*** Opening Entries shown ***
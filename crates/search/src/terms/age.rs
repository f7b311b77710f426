//! `{age}`: the enrollee's age in whole years, derived from the profile
//! birth date.

use chrono::Utc;

use crate::store::EnrolleeSearchContext;
use crate::value::{SearchValue, SearchValueType, SearchValueTypeDefinition};

#[derive(Debug, Clone, Copy, PartialEq, Eq)]
pub struct AgeTerm;

impl AgeTerm {
    pub(crate) fn extract(&self, context: &EnrolleeSearchContext) -> SearchValue {
        let birth_date = match context.profile.as_ref().and_then(|profile| profile.birth_date) {
            Some(date) => date,
            None => return SearchValue::Absent,
        };
        match Utc::now().date_naive().years_since(birth_date) {
            Some(years) => SearchValue::Number(years as f64),
            // birth date in the future
            None => SearchValue::Absent,
        }
    }

    pub(crate) fn term_clause(&self) -> String {
        "date_part('year', age(profile.birth_date))".to_string()
    }

    pub(crate) fn value_type(&self) -> SearchValueTypeDefinition {
        type_definition()
    }
}

pub(crate) fn type_definition() -> SearchValueTypeDefinition {
    SearchValueTypeDefinition::of(SearchValueType::Number)
}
*** Closing Entries shown ***
From the data above, output every line exactly.

filename crates/search/src/terms/age.rs
repository f7b311b77710f426
//! `{age}`: the enrollee's age in whole years, derived from the profile
//! birth date.

use chrono::Utc;

use crate::store::EnrolleeSearchContext;
use crate::value::{SearchValue, SearchValueType, SearchValueTypeDefinition};

#[derive(Debug, Clone, Copy, PartialEq, Eq)]
pub struct AgeTerm;

impl AgeTerm {
    pub(crate) fn extract(&self, context: &EnrolleeSearchContext) -> SearchValue {
        let birth_date = match context.profile.as_ref().and_then(|profile| profile.birth_date) {
            Some(date) => date,
            None => return SearchValue::Absent,
        };
        match Utc::now().date_naive().years_since(birth_date) {
            Some(years) => SearchValue::Number(years as f64),
            // birth date in the future
            None => SearchValue::Absent,
        }
    }

    pub(crate) fn term_clause(&self) -> String {
        "date_part('year', age(profile.birth_date))".to_string()
    }

    pub(crate) fn value_type(&self) -> SearchValueTypeDefinition {
        type_definition()
    }
}

pub(crate) fn type_definition() -> SearchValueTypeDefinition {
    SearchValueTypeDefinition::of(SearchValueType::Number)
}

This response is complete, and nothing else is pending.